South Korea is targeting potential investment opportunities in the refining of rare earth metals in Namibia, rather than mining.
South Korea’s Special Presidential Envoy, Yoon Sang Jick, who is leading a business delegation to Namibia, said on Monday the country’s investments will be structured on partnerships related to refining to ensure the value addition of minerals in Namibia, but this will be determined by the investment environment and stability of the country.
“We are looking at fostering relationships with countries that host mineral resources that we need. Hence, we are in Namibia to see how we can increase the value of the mineral resources depending on the investment opportunities available,” said Jick.
“Our focus is on refining, and not exploration as we intend on adding value in producing finished products,” he reiterated.
Jick said South Korea was seeking to secure agreements for critical rare metals, which by 2030 the rechargeable battery industry will reach a value of U$450 billion and also considering that 54% of non-China markets end up in South Korea.
Namibia hosts a number of critical earth minerals such as lithium, cobalt, graphite, tin and tantalum, among many others.
The Korean delegation has visited Tanzania, South Africa, and Democratic Republic of Congo.
Jick said South Korea will in June 2024 host an Africa-Korea business forum to further explore investment opportunities.
South Korea’s perceived involvement in the high-value chain in Namibia’s minerals is well in line with the government directive to ban the export of raw minerals while pressing for local investment in the value chain.

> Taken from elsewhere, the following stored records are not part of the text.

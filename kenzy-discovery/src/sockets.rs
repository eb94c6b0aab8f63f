use std::net::{IpAddr, Ipv4Addr, SocketAddr};
use std::sync::Arc;

use socket2::{Domain, Protocol, Socket, Type};
use tokio::net::UdpSocket;

use crate::error::DiscoveryError;
use crate::wire::MULTICAST_GROUP;

fn multicast_interfaces() -> Vec<netdev::Interface> {
    netdev::get_interfaces()
        .into_iter()
        .filter(|iface| iface.is_up() && iface.is_multicast())
        .collect()
}

/// The address this host would be reached at on the LAN: the first IPv4
/// address of the default outbound interface, falling back to any up,
/// non-loopback interface.
pub fn primary_ipv4() -> Option<Ipv4Addr> {
    if let Ok(default_iface) = netdev::get_default_interface() {
        if let Some(net) = default_iface.ipv4.first() {
            return Some(net.addr());
        }
    }

    netdev::get_interfaces()
        .into_iter()
        .filter(|iface| iface.is_up() && !iface.is_loopback())
        .find_map(|iface| iface.ipv4.first().map(|net| net.addr()))
}

/// Binds one multicast-joined UDP socket per IPv4 address on every
/// multicast-capable, up interface, all listening on the SSDP port.
pub async fn bind_multicast_sockets() -> Result<Vec<Arc<UdpSocket>>, DiscoveryError> {
    let mut sockets = Vec::new();

    for iface in multicast_interfaces() {
        for ipv4_net in iface.ipv4 {
            let interface_ip = ipv4_net.addr();

            let socket = tokio::task::spawn_blocking(move || {
                let socket = Socket::new(Domain::IPV4, Type::DGRAM, Some(Protocol::UDP))?;
                let bind_addr =
                    SocketAddr::new(IpAddr::V4(Ipv4Addr::UNSPECIFIED), crate::wire::MULTICAST_PORT);

                socket.set_reuse_address(true)?;
                #[cfg(not(target_os = "windows"))]
                socket.set_reuse_port(true)?;
                socket.bind(&bind_addr.into())?;

                socket.set_multicast_ttl_v4(4)?;
                socket.set_multicast_loop_v4(true)?;
                socket.set_multicast_if_v4(&interface_ip)?;
                socket.join_multicast_v4(&MULTICAST_GROUP, &interface_ip)?;

                Ok::<_, std::io::Error>(socket)
            })
            .await
            .expect("socket setup task panicked")?;

            let std_socket: std::net::UdpSocket = socket.into();
            let tokio_socket = UdpSocket::from_std(std_socket)?;
            sockets.push(Arc::new(tokio_socket));
        }
    }

    if sockets.is_empty() {
        return Err(DiscoveryError::NoInterfaces);
    }

    Ok(sockets)
}

/// Binds a single ephemeral, non-multicast-joined socket for the client
/// side: sending `M-SEARCH` to the multicast group and receiving unicast
/// replies doesn't require group membership.
pub async fn bind_client_socket() -> Result<UdpSocket, DiscoveryError> {
    let socket = UdpSocket::bind((Ipv4Addr::UNSPECIFIED, 0)).await?;
    Ok(socket)
}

“Namibia wants to become an industrialised country, and we have the right ingredients needed. But this can only be possible if we enter into a win-win working agreement with investors, whose investments are aimed at creating processing industries,” Minister of Mines and Energy Tom Alweendo said as part of his address to the visiting delegation.

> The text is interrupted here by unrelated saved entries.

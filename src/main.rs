use std::net::SocketAddr;
use std::path::PathBuf;
use std::sync::Arc;
use std::time::Duration;

use clap::Parser;
use kenzy_bus::{Bus, Command, Context, LocalDispatch, REREGISTER_INTERVAL};
use kenzy_config::{KenzyConfig, StanzaConfig, UpnpMode};
use kenzy_devices::{
    DeviceKind, HubSink, ImageDevice, LlmDevice, RestartSignal, SinkAttachable, SkillsDevice,
    Supervisor, SttDevice, SttSettings, TtsDevice,
};
use kenzy_discovery::{DiscoveryService, Mode};
use kenzy_registry::{AskTable, PeerRegistry};
use kenzy_transport::{AppState, HttpOutboundSender, TlsFiles};
use serde_json::Value;
use tokio_util::sync::CancellationToken;
use tracing_subscriber::filter::EnvFilter;

const APP_NAME: &str = "kenzy";
const APP_TITLE: &str = "Kenzy";
const VERSION: &str = env!("CARGO_PKG_VERSION");

/// Mirrors the original `__main__.py`'s argument parser: a config path, an
/// optional type/upnp override for single-stanza runs, offline mode, and a
/// log level.
#[derive(Parser)]
#[command(name = APP_NAME, version = VERSION, about = APP_TITLE)]
struct Cli {
    /// Configuration file
    #[arg(short, long)]
    config: Option<PathBuf>,

    /// Specify instance type (overrides the config value if set)
    #[arg(short = 't', long = "type")]
    device_type: Option<String>,

    /// Enable UPNP as server, client, or standalone
    #[arg(long)]
    upnp: Option<String>,

    /// Run in offline mode (no outbound model downloads)
    #[arg(long)]
    offline: bool,

    /// Options are full, debug, info, warning, error, and critical
    #[arg(long = "log-level", default_value = "info")]
    log_level: String,
}

fn init_logging(level: &str) {
    let level = match level.trim().to_lowercase().as_str() {
        "full" | "debug" => "debug",
        "warning" => "warn",
        "critical" => "error",
        "error" => "error",
        _ => "info",
    };

    tracing_subscriber::fmt()
        .with_env_filter(EnvFilter::new(format!("{APP_NAME}={level},{level}")))
        .init();
}

#[tokio::main]
async fn main() {
    let cli = Cli::parse();
    init_logging(&cli.log_level);

    if cli.offline {
        // SAFETY: single-threaded at this point in startup, before any
        // model backend reads these.
        unsafe {
            std::env::set_var("TRANSFORMERS_OFFLINE", "1");
            std::env::set_var("HF_DATASETS_OFFLINE", "1");
        }
    }

    let mut config = match kenzy_config::load(cli.config.as_deref()) {
        Ok(config) => config,
        Err(err) => {
            log::error!("unable to load configuration: {err}");
            std::process::exit(1);
        }
    };

    if config.is_multi() {
        run_multi(config).await;
        return;
    }

    if let Some(device_type) = &cli.device_type {
        config.device_type = device_type.clone();
    }

    if let Some(upnp) = &cli.upnp {
        match upnp.to_lowercase().as_str() {
            "server" => config.service.upnp.mode = UpnpMode::Server,
            "client" => config.service.upnp.mode = UpnpMode::Client,
            "standalone" => config.service.upnp.mode = UpnpMode::Standalone,
            _ => {
                log::error!("invalid --upnp value; must be one of server, client, standalone");
                std::process::exit(1);
            }
        }
    }

    if config.device_type.trim().is_empty() {
        log::error!("unable to identify instance type (use --type to specify)");
        std::process::exit(1);
    }

    let stanza = StanzaConfig {
        device_type: config.device_type.clone(),
        service: config.service.clone(),
        device: config.device.clone(),
    };

    if let Err(err) = startup(stanza).await {
        log::error!("fatal startup error: {err:#}");
        std::process::exit(1);
    }
}

/// Spawns one child process per resolved stanza, re-execing this same binary
/// against a generated single-stanza config file. Process isolation (rather
/// than the original's thread pool) keeps model libraries with global state
/// from colliding between device kinds sharing one process.
async fn run_multi(config: KenzyConfig) {
    let resolved = match kenzy_config::resolve_stanzas(&config) {
        Ok(resolved) => resolved,
        Err(err) => {
            log::error!("unable to resolve multi-stanza configuration: {err}");
            std::process::exit(1);
        }
    };

    let exe = match std::env::current_exe() {
        Ok(exe) => exe,
        Err(err) => {
            log::error!("unable to locate current executable: {err}");
            std::process::exit(1);
        }
    };

    let spool_dir = std::env::temp_dir().join(format!("kenzy-multi-{}", std::process::id()));
    if let Err(err) = std::fs::create_dir_all(&spool_dir) {
        log::error!("unable to create stanza spool directory: {err}");
        std::process::exit(1);
    }

    let mut children = Vec::new();

    for item in resolved {
        let stanza_config = KenzyConfig {
            device_type: item.stanza.device_type.clone(),
            service: item.stanza.service.clone(),
            device: item.stanza.device.clone(),
            default: None,
            stanzas: Default::default(),
        };

        let stanza_path = spool_dir.join(format!("{}.yml", item.name));
        if let Err(err) = kenzy_config::save(&stanza_config, &stanza_path) {
            log::error!("unable to write stanza config for {}: {err}", item.name);
            continue;
        }

        match std::process::Command::new(&exe).arg("-c").arg(&stanza_path).spawn() {
            Ok(child) => {
                log::info!("spawned {} ({})", item.name, item.stanza.device_type);
                let is_hub = item.stanza.device_type == "kenzy.skillmanager";
                children.push(child);
                if is_hub {
                    // Let the hub get fully online before its peers start
                    // trying to register against it.
                    tokio::time::sleep(Duration::from_secs(1)).await;
                }
            }
            Err(err) => log::error!("unable to spawn stanza {}: {err}", item.name),
        }
    }

    for mut child in children {
        let _ = child.wait();
    }

    let _ = std::fs::remove_dir_all(&spool_dir);
}

/// Bridges a `Bus` back into `Supervisor`'s `LocalDispatch` expectations so
/// the supervisor can ask for a restart through the same command path a
/// remote peer would use.
struct BusDeviceHandle(Arc<Bus>);

#[async_trait::async_trait]
impl LocalDispatch for BusDeviceHandle {
    fn accepts(&self) -> Vec<String> {
        vec!["restart".into()]
    }

    async fn invoke(&self, action: &str, payload: Value, context: &Context) -> kenzy_bus::Response {
        self.0.command(action, payload, context.clone()).await
    }
}

/// Builds and runs a single device process: constructs the device, wires it
/// to a `Bus`, starts discovery, registers with the hub if this isn't one,
/// and serves the HTTP API until shutdown is requested.
async fn startup(stanza: StanzaConfig) -> anyhow::Result<()> {
    let kind = DeviceKind::from_type(&stanza.device_type)
        .ok_or_else(|| anyhow::anyhow!("unknown device type: {}", stanza.device_type))?;

    if stanza.service.ssl.enable {
        rustls::crypto::ring::default_provider()
            .install_default()
            .map_err(|_| anyhow::anyhow!("failed to install rustls crypto provider"))?;
    }

    let proto = if stanza.service.ssl.enable { "https" } else { "http" };
    let ip_addr = if stanza.service.host == "0.0.0.0" {
        kenzy_discovery::primary_ipv4()
            .map(|ip| ip.to_string())
            .unwrap_or_else(|| "127.0.0.1".to_string())
    } else {
        stanza.service.host.clone()
    };
    let local_url = format!("{proto}://{ip_addr}:{}", stanza.service.port);

    let usn_uuid = uuid::Uuid::new_v4().to_string();
    let upnp_mode = match stanza.service.upnp.mode {
        UpnpMode::Server => Mode::Server,
        UpnpMode::Client => Mode::Client,
        UpnpMode::Standalone => Mode::Standalone,
    };
    let discovery = Arc::new(
        DiscoveryService::new(upnp_mode, usn_uuid.clone(), format!("{APP_TITLE} {VERSION}"))
            .with_client_window(Duration::from_secs(stanza.service.upnp.timeout)),
    );

    let initial_service_url = stanza
        .service
        .service_url
        .clone()
        .unwrap_or_else(|| local_url.clone());
    let service_url = discovery.start(&initial_service_url).await?;

    let restart = RestartSignal::new();
    let registry = Arc::new(PeerRegistry::new());
    let ask_table = Arc::new(AskTable::<Context>::new());
    let shutdown = CancellationToken::new();
    let outbound = Arc::new(HttpOutboundSender::new());

    let device_config = stanza.device.clone();
    let mut skills_device: Option<Arc<SkillsDevice>> = None;
    let mut sink_attachable: Option<Arc<dyn SinkAttachable + Send + Sync>> = None;

    let local: Arc<dyn LocalDispatch> = match kind {
        DeviceKind::Stt => {
            let settings: SttSettings = device_config
                .get("settings")
                .cloned()
                .map(serde_json::from_value)
                .transpose()?
                .unwrap_or_default();
            let device = Arc::new(SttDevice::new(
                settings,
                Arc::new(kenzy_devices::traits::NullAudioSource),
                Arc::new(kenzy_devices::traits::NullWakeDetector),
                Arc::new(kenzy_devices::traits::StubTranscriber {
                    fixed_text: String::new(),
                }),
                Arc::new(kenzy_devices::NoopSink),
                restart.clone(),
            ));
            sink_attachable = Some(device.clone());
            device
        }
        DeviceKind::Tts => {
            let speaker = device_config
                .get("speaker")
                .and_then(Value::as_str)
                .unwrap_or("default")
                .to_string();
            Arc::new(TtsDevice::new(speaker, Arc::new(kenzy_devices::traits::NullSynthesizer)))
        }
        DeviceKind::Skills => {
            let wake_words: Vec<String> = device_config
                .get("wake_words")
                .and_then(Value::as_array)
                .map(|items| {
                    items
                        .iter()
                        .filter_map(Value::as_str)
                        .map(str::to_string)
                        .collect()
                })
                .unwrap_or_default();
            let activation_timeout = Duration::from_secs(
                device_config
                    .get("activation_timeout")
                    .and_then(Value::as_u64)
                    .unwrap_or(45),
            );
            let device = Arc::new(SkillsDevice::new(
                wake_words,
                activation_timeout,
                Arc::new(kenzy_devices::traits::NullIntentMatcher),
                Vec::new(),
            ));
            skills_device = Some(device.clone());
            device
        }
        DeviceKind::Image => {
            let device = Arc::new(ImageDevice::new(
                Arc::new(kenzy_devices::traits::NullVideoSource),
                Arc::new(kenzy_devices::traits::NullMotionDetector),
                Arc::new(kenzy_devices::traits::NullObjectDetector),
                Arc::new(kenzy_devices::traits::NullFaceDetector),
                Arc::new(kenzy_devices::NoopSink),
                restart.clone(),
            ));
            sink_attachable = Some(device.clone());
            device
        }
        DeviceKind::Llm => {
            let fixed_reply = device_config
                .get("fixed_reply")
                .and_then(Value::as_str)
                .unwrap_or("")
                .to_string();
            Arc::new(LlmDevice::new(Arc::new(kenzy_devices::traits::StubLlmBackend { fixed_reply })))
        }
    };

    let accepts = local.accepts();

    let bus = Arc::new(Bus::new(
        local_url.clone(),
        service_url.clone(),
        registry,
        ask_table,
        local,
        outbound,
        shutdown.clone(),
    ));

    if let Some(sink_device) = sink_attachable {
        sink_device.attach_sink(Arc::new(HubSink::new(Arc::downgrade(&bus))));
    }
    if let Some(skills) = &skills_device {
        skills.attach(&bus);
    }

    bus.command("start", Value::Null, bus.local_context()).await;

    let mut reregister_task = None;
    if !bus.is_hub() {
        let device_type_for_register = stanza.device_type.clone();
        bus.send_request(
            Command::register(local_url.clone(), device_type_for_register.clone(), accepts.clone()),
            true,
        )
        .await;

        reregister_task = Some(tokio::spawn(reregister_loop(
            bus.clone(),
            discovery.clone(),
            local_url.clone(),
            device_type_for_register,
            accepts,
            service_url.clone(),
            shutdown.clone(),
        )));
    }

    let app_state = Arc::new(AppState {
        bus: bus.clone(),
        local_url: local_url.clone(),
        service_url: service_url.clone(),
        api_key: stanza.service.api_key.clone(),
        server_uuid: usn_uuid,
        version: VERSION.to_string(),
        app_name: APP_NAME.to_string(),
        app_title: APP_TITLE.to_string(),
    });

    let tls = if stanza.service.ssl.enable {
        Some(TlsFiles {
            cert_file: stanza.service.ssl.cert_file.clone().unwrap_or_default(),
            key_file: stanza.service.ssl.key_file.clone().unwrap_or_default(),
        })
    } else {
        None
    };

    let addr: SocketAddr = format!("{}:{}", stanza.service.host, stanza.service.port).parse()?;
    let server_shutdown = shutdown.clone();
    let server_task = tokio::spawn(async move {
        tokio::select! {
            _ = server_shutdown.cancelled() => {}
            result = kenzy_transport::serve(addr, app_state, tls) => {
                if let Err(err) = result {
                    log::error!("transport error: {err}");
                }
            }
        }
    });

    let supervisor = Supervisor::new(Arc::new(BusDeviceHandle(bus.clone())), restart);
    let supervisor_cancel = shutdown.clone();
    let supervisor_task = tokio::spawn(async move {
        supervisor.run(supervisor_cancel).await;
    });

    tokio::select! {
        _ = tokio::signal::ctrl_c() => {
            log::info!("shutdown requested");
        }
        _ = shutdown.cancelled() => {
            log::info!("shutdown commanded");
        }
    }

    shutdown.cancel();
    discovery.stop(&service_url).await;
    bus.command("stop", Value::Null, bus.local_context()).await;
    supervisor_task.abort();
    server_task.abort();
    if let Some(task) = reregister_task {
        task.abort();
    }

    Ok(())
}

/// Re-sends `register` to the hub every [`REREGISTER_INTERVAL`] — the
/// fabric's sole health signal for a peer. A failed send means the hub
/// moved or dropped, so this re-resolves `service_url` through discovery
/// before the next attempt.
async fn reregister_loop(
    bus: Arc<Bus>,
    discovery: Arc<DiscoveryService>,
    local_url: String,
    device_type: String,
    accepts: Vec<String>,
    mut service_url: String,
    shutdown: CancellationToken,
) {
    loop {
        tokio::select! {
            _ = shutdown.cancelled() => return,
            _ = tokio::time::sleep(REREGISTER_INTERVAL) => {}
        }

        let cmd = Command::register(local_url.clone(), device_type.clone(), accepts.clone())
            .with_url(service_url.clone());
        let ok = bus.send_request(cmd, true).await;

        if !ok {
            log::warn!("re-register against {service_url} failed, re-resolving via discovery");
            match discovery.start(&service_url).await {
                Ok(resolved) => service_url = resolved,
                Err(err) => log::error!("discovery re-resolve failed: {err}"),
            }
        }
    }
}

“There is a history of how African countries’ resources are exploited but going forward we have made a decision to never allow such exploitation yielding less benefits. We would like to rise to the status of the developed nations whose economic boom was a result of our resources. So those willing to invest in Namibia should heed to our call of collaboration,” Alweendo said.

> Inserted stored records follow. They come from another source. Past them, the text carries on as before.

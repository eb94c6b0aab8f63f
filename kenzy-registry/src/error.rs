use thiserror::Error;

#[derive(Debug, Error)]
pub enum RegistryError {
    #[error("peer url must not be empty")]
    EmptyUrl,

    #[error("no peer registered at {0}")]
    UnknownPeer(String),
}
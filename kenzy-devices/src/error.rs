use thiserror::Error;

#[derive(Debug, Error)]
pub enum DeviceError {
    #[error("device pipeline stage failed: {0}")]
    PipelineStage(String),

    #[error("device is not running")]
    NotRunning,
}
//! Peer registry and ask-callback table shared by the command bus and
//! transport layer.
//!
//! Kept deliberately free of any dependency on the bus's envelope types
//! ([`AskTable`] is generic over the caller's context type) so the
//! dependency graph stays one-directional: the bus depends on the registry,
//! never the reverse.

mod ask;
mod error;
mod peer;
mod registry;

pub use ask::{AskCallback, AskTable};
pub use error::RegistryError;
pub use peer::PeerRecord;
pub use registry::PeerRegistry;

He also highlighted opportunities readily available in the renewable sector of green hydrogen, wind and solar, including the recent oil and gas discoveries.
This comes as Namibia inked an agreement with the EU in November of the previous year, ensuring the trade bloc’s access to the country’s rare earth metals, essential for the global transition to green energy.
Additionally, in April, German Chancellor Olaf Scholz pledged assistance to Namibia, along with other nations boasting extensive lithium reserves, to establish local lithium processing.
Research firm, Simonis Storm, forecasts lithium will contribute N$4.6 billion in revenue to the government in the extreme case and N$1.7 billion in the conservative case.
In a Lithium Industry in Namibia report, the firm notes that the local lithium sector’s revenue to the government would be the largest compared to all other commodity mining operations in Namibia.